Dor no peito sem entupimento nas artérias pode estar ligada a falha na microcirculação do coração

Sentir dor no peito, realizar exames e receber a informação de que as artérias do coração estão normais não significa, necessariamente, que o problema não seja cardíaco. Um número expressivo de pacientes apresenta angina — dor ou sensação de aperto provocada pela falta de oxigênio no músculo cardíaco — mesmo sem obstruções visíveis nas grandes artérias coronárias. Nesses casos, a causa pode estar na microcirculação do coração, formada por vasos microscópicos fundamentais para o transporte de sangue, mas que não aparecem nos exames tradicionais.
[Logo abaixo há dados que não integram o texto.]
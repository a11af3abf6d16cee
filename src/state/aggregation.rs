use crate::catalog::FragmentKind;
use crate::state::{BaseFields, EntityId, FragmentContent};
use std::collections::{BTreeMap, BTreeSet};
use std::time::Instant;

/// In-memory assembly state of one species profile
///
/// Created when the entity is discovered and consumed when a completion
/// decision is made. `pending` only ever shrinks and `responses_received`
/// only ever grows; both are private so the invariants hold by construction.
#[derive(Debug, Clone)]
pub struct AggregationRecord {
    entity_id: EntityId,
    base: BaseFields,
    sections: BTreeMap<FragmentKind, FragmentContent>,
    pending: BTreeSet<FragmentKind>,
    expected_total: usize,
    responses_received: usize,
    first_seen_at: Instant,
}

impl AggregationRecord {
    /// Creates a record expecting exactly `expected` fragment kinds
    pub fn new(
        entity_id: EntityId,
        base: BaseFields,
        expected: BTreeSet<FragmentKind>,
        first_seen_at: Instant,
    ) -> Self {
        let expected_total = expected.len();
        Self {
            entity_id,
            base,
            sections: BTreeMap::new(),
            pending: expected,
            expected_total,
            responses_received: 0,
            first_seen_at,
        }
    }

    /// Records one sub-fetch response
    ///
    /// Every call counts as a response. Content that is absent or empty leaves
    /// the slot pending. Returns true if a pending slot was filled.
    pub fn apply(&mut self, kind: FragmentKind, content: Option<FragmentContent>) -> bool {
        self.responses_received += 1;

        match content {
            Some(content) if !content.is_empty() => {
                self.sections.insert(kind, content);
                self.pending.remove(&kind)
            }
            _ => false,
        }
    }

    pub fn entity_id(&self) -> &EntityId {
        &self.entity_id
    }

    pub fn base(&self) -> &BaseFields {
        &self.base
    }

    pub fn sections(&self) -> &BTreeMap<FragmentKind, FragmentContent> {
        &self.sections
    }

    pub fn pending(&self) -> &BTreeSet<FragmentKind> {
        &self.pending
    }

    pub fn expected_total(&self) -> usize {
        self.expected_total
    }

    pub fn responses_received(&self) -> usize {
        self.responses_received
    }

    pub fn first_seen_at(&self) -> Instant {
        self.first_seen_at
    }

    /// Number of slots filled with content so far
    pub fn filled(&self) -> usize {
        self.sections.len()
    }

    /// Splits the record into its owned parts
    pub fn into_parts(
        self,
    ) -> (
        EntityId,
        BaseFields,
        BTreeMap<FragmentKind, FragmentContent>,
        BTreeSet<FragmentKind>,
    ) {
        (self.entity_id, self.base, self.sections, self.pending)
    }
}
A angina ocorre quando o coração exige mais oxigênio do que está recebendo. Na forma mais conhecida, isso acontece devido ao estreitamento das artérias coronárias por placas de gordura. No entanto, estudos indicam que até metade dos pacientes submetidos à angiografia por dor no peito e sinais de isquemia não apresentam entupimentos significativos. Essa condição é chamada de ANOCA, sigla para angina com artérias coronárias não obstrutivas.

Segundo o cardiologista intervencionista baiano Sérgio Câmara, a ausência de bloqueios não exclui sofrimento cardíaco. “Na angina microvascular, o problema está nos vasos muito pequenos, que não se dilatam adequadamente ou se contraem em excesso, dificultando a chegada do sangue ao músculo do coração”, explica.

A condição afeta principalmente mulheres, sobretudo após a menopausa, e costuma ser subdiagnosticada. Muitas convivem por anos com dor no peito, cansaço e limitação para atividades diárias sem uma explicação clara. “Os sintomas frequentemente são minimizados ou atribuídos ao estresse e à ansiedade, o que atrasa o diagnóstico”, alerta o médico.

Os sinais nem sempre seguem o padrão clássico. Além da pressão no centro do peito, mulheres podem relatar queimação nas costas, ombros, braços ou mandíbula. Em idosos, o desconforto pode aparecer como dor nas costas, indigestão ou mal-estar abdominal, o que dificulta o reconhecimento da origem cardíaca.

Avanços na cardiologia permitiram ampliar o diagnóstico desses casos. Hoje, durante o cateterismo, é possível avaliar o funcionamento da circulação cardíaca por meio de exames como a reserva de fluxo coronário e o índice de resistência microvascular, além de testes para identificar espasmos das artérias.

O tratamento, na maioria das vezes, não envolve cirurgia ou stents, mas sim controle rigoroso dos fatores de risco e uso de medicamentos específicos. “Identificar o mecanismo da dor muda completamente o tratamento e melhora a qualidade de vida do paciente”, conclui Sérgio Câmara.